Monday, June 26, 2006

Stabbing yourself in the face doesn't give you cancer either...

From an anonymous comment under my blog entry on trying to quit smoking on a particuarly nasty production day, which can be found here.

Smoking causes cancer.
Body Modification doesn't.

I'm left to assume that this is not only a comment on the blog entry, but a comment on a column I recently wrote on body modification, in which I said some less than flattering things about the practice. In the column I chose to connect more common forms of body modification, like piercing, with some of the more non-traditional, like chopping off your toes to varying lengths, or intentionally getting shot. And then implied that there was something a little bit nuts about all of it.

Which, you know, I still sort of agree with. In spite of the fact that, yes, body modification doesn't cause cancer. Because in and of itself, that's really not a terribly good reason to do something. There's plenty of things that don't cause cancer that you still shouldn't do. Running razor blades up and down your arms doesn't give you cancer. Shooting heroin doesn't give you cancer. Eating things like rocks or soil doesn't give you cancer. And these are all things that people do, for a variety of reasons. And yes, it's usually because they're messed up in some way.
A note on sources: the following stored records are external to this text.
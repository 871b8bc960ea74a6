// ============================================================
// Layer 3 — QA Dataset Types
// ============================================================
// The SQuAD-style nested shape every span-type layer is stored in:
//
//   { data: [ { paragraphs: [ { context, qas: [ { id, question,
//                                                 answers: [...] } ] } ] } ] }
//
// The first answer of each qa is authoritative; any others are
// carried through untouched. Fields this engine does not know about
// (titles, versions, is_impossible, ...) are kept in `extra` so the
// output has the same shape as the input.

use serde::{Deserialize, Serialize};
use serde_json::{Map, Value};

use crate::domain::span::SummaryIdx;

#[derive(Debug, Clone, Default, Serialize, Deserialize)]
pub struct SquadDataset {
    pub data: Vec<Passage>,

    #[serde(flatten)]
    pub extra: Map<String, Value>,
}

impl SquadDataset {
    /// Iterate every qa in dataset order.
    pub fn qas(&self) -> impl Iterator<Item = &QaItem> {
        self.data
            .iter()
            .flat_map(|p| p.paragraphs.iter())
            .flat_map(|p| p.qas.iter())
    }

    pub fn qa_count(&self) -> usize {
        self.qas().count()
    }
}

#[derive(Debug, Clone, Default, Serialize, Deserialize)]
pub struct Passage {
    pub paragraphs: Vec<Paragraph>,

    #[serde(flatten)]
    pub extra: Map<String, Value>,
}

#[derive(Debug, Clone, Default, Serialize, Deserialize)]
pub struct Paragraph {
    pub context: String,
    pub qas:     Vec<QaItem>,

    #[serde(flatten)]
    pub extra: Map<String, Value>,
}

impl Paragraph {
    pub fn new(context: impl Into<String>, qas: Vec<QaItem>) -> Self {
        Self { context: context.into(), qas, extra: Map::new() }
    }
}

#[derive(Debug, Clone, Serialize, Deserialize)]
pub struct QaItem {
    /// `{uid}_{suffix}`
    pub id:       String,
    pub question: String,
    pub answers:  Vec<Answer>,

    #[serde(default, skip_serializing_if = "Option::is_none")]
    pub summary_idx: Option<SummaryIdx>,

    #[serde(flatten)]
    pub extra: Map<String, Value>,
}

impl QaItem {
    pub fn new(id: impl Into<String>, question: impl Into<String>, answers: Vec<Answer>) -> Self {
        Self {
            id:          id.into(),
            question:    question.into(),
            answers,
            summary_idx: None,
            extra:       Map::new(),
        }
    }

    /// The owning document's uid: the id prefix before the first `_`.
    pub fn uid(&self) -> &str {
        self.id.split_once('_').map_or(self.id.as_str(), |(uid, _)| uid)
    }
}

#[derive(Debug, Clone, PartialEq, Serialize, Deserialize)]
pub struct Answer {
    pub text:         String,
    pub answer_start: usize,

    #[serde(default, skip_serializing_if = "Option::is_none")]
    pub span_type: Option<String>,

    #[serde(default, skip_serializing_if = "Option::is_none")]
    pub entity_type: Option<String>,

    #[serde(flatten)]
    pub extra: Map<String, Value>,
}

impl Answer {
    pub fn new(text: impl Into<String>, answer_start: usize) -> Self {
        Self {
            text: text.into(),
            answer_start,
            span_type: None,
            entity_type: None,
            extra: Map::new(),
        }
    }
}
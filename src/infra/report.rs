// ============================================================
// Layer 6 — Span-Type Report
// ============================================================
// Writes the final span-type histogram as CSV next to the output:
//
//   span_type,count,share
//   NE,8123,0.742100
//   clause,2816,0.257900
//
// Rows come in span-type name order.

use anyhow::{Context, Result};
use std::{
    fs::{self, File},
    io::{BufWriter, Write},
    path::{Path, PathBuf},
};

use crate::data::statistics::SpanHistogram;

pub struct SpanReport {
    csv_path: PathBuf,
}

impl SpanReport {
    pub fn new(csv_path: impl Into<PathBuf>) -> Self {
        Self { csv_path: csv_path.into() }
    }

    /// Overwrite the CSV with one row per span type.
    pub fn write(&self, histogram: &SpanHistogram) -> Result<()> {
        if let Some(parent) = self.csv_path.parent().filter(|p| !p.as_os_str().is_empty()) {
            fs::create_dir_all(parent)?;
        }
        let file = File::create(&self.csv_path)
            .with_context(|| format!("Cannot create report '{}'", self.csv_path.display()))?;
        let mut f = BufWriter::new(file);

        writeln!(f, "span_type,count,share")?;
        let total = histogram.total().max(1) as f64;
        for (span_type, count) in histogram.iter() {
            writeln!(f, "{},{},{:.6}", span_type, count, count as f64 / total)?;
        }
        f.flush()?;

        tracing::debug!("Wrote span report '{}'", self.csv_path.display());
        Ok(())
    }

    pub fn csv_path(&self) -> &Path {
        &self.csv_path
    }
}

/// Log the histogram, one line per span type.
pub fn log_histogram(histogram: &SpanHistogram) {
    for (span_type, count) in histogram.iter() {
        tracing::info!("  {:<12} {}", span_type, count);
    }
    tracing::info!("  {:<12} {}", "total", histogram.total());
}

// ─── Unit Tests ───────────────────────────────────────────────────────────────
#[cfg(test)]
mod tests {
    use super::*;
    use crate::domain::qa_pair::{Answer, Paragraph, Passage, QaItem, SquadDataset};

    #[test]
    fn test_csv_rows() {
        let answer = |t: &str| Answer { span_type: Some(t.to_string()), ..Answer::new("x", 0) };
        let qas = vec![
            QaItem::new("d_0", "q", vec![answer("NE")]),
            QaItem::new("d_1", "q", vec![answer("NE")]),
            QaItem::new("d_2", "q", vec![answer("NE")]),
            QaItem::new("d_3", "q", vec![answer("clause")]),
        ];
        let ds = SquadDataset {
            data: vec![Passage {
                paragraphs: vec![Paragraph::new("x".to_string(), qas)],
                ..Default::default()
            }],
            ..Default::default()
        };

        let dir    = tempfile::tempdir().unwrap();
        let report = SpanReport::new(dir.path().join("spans.csv"));
        report.write(&SpanHistogram::from_dataset(&ds)).unwrap();

        let csv = fs::read_to_string(report.csv_path()).unwrap();
        assert_eq!(csv, "span_type,count,share\nNE,3,0.750000\nclause,1,0.250000\n");
    }
}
As for my smoking, it's not without its messed up reasons, which are best described by author, humourist, and all-around smart-guy, Kurt Vonnegut.
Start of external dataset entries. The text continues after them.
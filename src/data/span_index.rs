// ============================================================
// Layer 4 — Span Index
// ============================================================
// Per span type: (document uid, summary sentence) → answer ranges,
// in the order the qas appear in the layer. Each qa contributes its
// first answer, together with its own question so the extender can
// reuse that wording later.
//
// One index per span type; cross-type lookups happen in the extender.

use std::collections::HashMap;

use crate::data::aligner::AlignedLayer;
use crate::domain::span::{AnswerRange, SummaryIdx};

#[derive(Debug, Clone, Default)]
pub struct SpanIndex {
    span_type: String,
    ranges:    HashMap<(String, SummaryIdx), Vec<AnswerRange>>,
}

impl SpanIndex {
    /// Index every qa of `layer` exactly once.
    pub fn build(layer: &AlignedLayer) -> Self {
        let mut ranges: HashMap<(String, SummaryIdx), Vec<AnswerRange>> = HashMap::new();
        for (_, qa) in layer.qas() {
            ranges
                .entry((qa.uid.clone(), qa.summary_idx))
                .or_default()
                .push(qa.answer.clone());
        }

        let index = Self { span_type: layer.span_type.clone(), ranges };
        tracing::debug!(
            "Indexed {} ranges of span type '{}' under {} keys",
            index.len(),
            index.span_type,
            index.ranges.len()
        );
        index
    }

    pub fn span_type(&self) -> &str {
        &self.span_type
    }

    /// Ranges recorded for one summary sentence, first-seen order.
    pub fn candidates(&self, uid: &str, summary_idx: SummaryIdx) -> &[AnswerRange] {
        self.ranges
            .get(&(uid.to_string(), summary_idx))
            .map(Vec::as_slice)
            .unwrap_or(&[])
    }

    /// Total number of indexed ranges
    pub fn len(&self) -> usize {
        self.ranges.values().map(Vec::len).sum()
    }
}
#![allow(dead_code)]

mod application;
mod cli;
mod data;
mod domain;
mod infra;

use anyhow::Result;
use clap::Parser;
use cli::Cli;
use tracing_subscriber::{filter::Directive, EnvFilter};

fn main() -> Result<()> {
    let mut filter = EnvFilter::from_default_env();
    if let Ok(directive) = "cloze_span_align=info".parse::<Directive>() {
        filter = filter.add_directive(directive);
    }
    tracing_subscriber::fmt()
        .with_env_filter(filter)
        .with_writer(std::io::stderr)
        .init();

    let cli = Cli::parse();
    cli.run()
}
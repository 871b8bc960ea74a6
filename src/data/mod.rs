// ============================================================
// Layer 4 — Data Pipeline
// ============================================================
// From per-span-type QA files and a document/summary corpus to one
// merged cloze corpus:
//
//   corpus JSON ──► SummaryTokenizer ──► SummaryStore
//                                            │
//   layer JSONs ──► SummaryAligner ◄─────────┘
//                        │
//                        ▼
//                    SpanIndex (per span type)
//                        │
//                        ▼
//                    SpanExtender (default layer only)
//                        │
//                        ▼
//                    SpanHistogram + merged JSON
//
// Each stage takes its input by reference and returns a new value.

/// Reads corpus/layer JSON, writes the merged dataset
pub mod loader;

/// Parallel summary tokenization
pub mod summaries;

/// Configured entity-type markers
pub mod markers;

/// Question → summary sentence alignment
pub mod aligner;

/// (uid, sentence) → answer ranges, per span type
pub mod span_index;

/// Widening named-entity answers from other layers
pub mod extender;

/// Span-type histogram
pub mod statistics;

/// Runs the in-memory pipeline end to end
pub mod assembler;
// ============================================================
// Layer 3 — Domain Layer
// ============================================================
// Plain structs, enums and traits describing the corpus:
// documents with summaries, SQuAD-shaped QA layers, answer spans,
// normalized text, and the errors that make a corpus invalid.
//
// No file I/O here.

// Bracket normalization and the NormalizedText wrapper
pub mod brackets;

// Documents and their tokenized summaries
pub mod document;

// Data-integrity errors
pub mod error;

// Nested QA dataset shape
pub mod qa_pair;

// Character spans and answer ranges
pub mod span;

// Core abstractions (traits) that other layers implement
pub mod traits;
"The public health authorities never mention the main reason many Americans have for smoking heavily, which is that smoking is a fairly sure, fairly honorable form of suicide."

There's a reason that I'm drawn back to smoking at times of great stress or great depression. It's because it allows me to feel like I'm actually participating in the act of ending my life. Just in a way that actually takes awhile to accomplish. And one in which, if I ever got my act together, and ever felt positive and successful enough for a lengthy enough period of time, I could still probably shake before it had done any sort real long term damage.

So there you have it, Mr. Anonymous: You might have been a little uncomfortable with my attempts to point fingers at your pathology, but aren't we a little bit more even now that I've poked a finger at my own?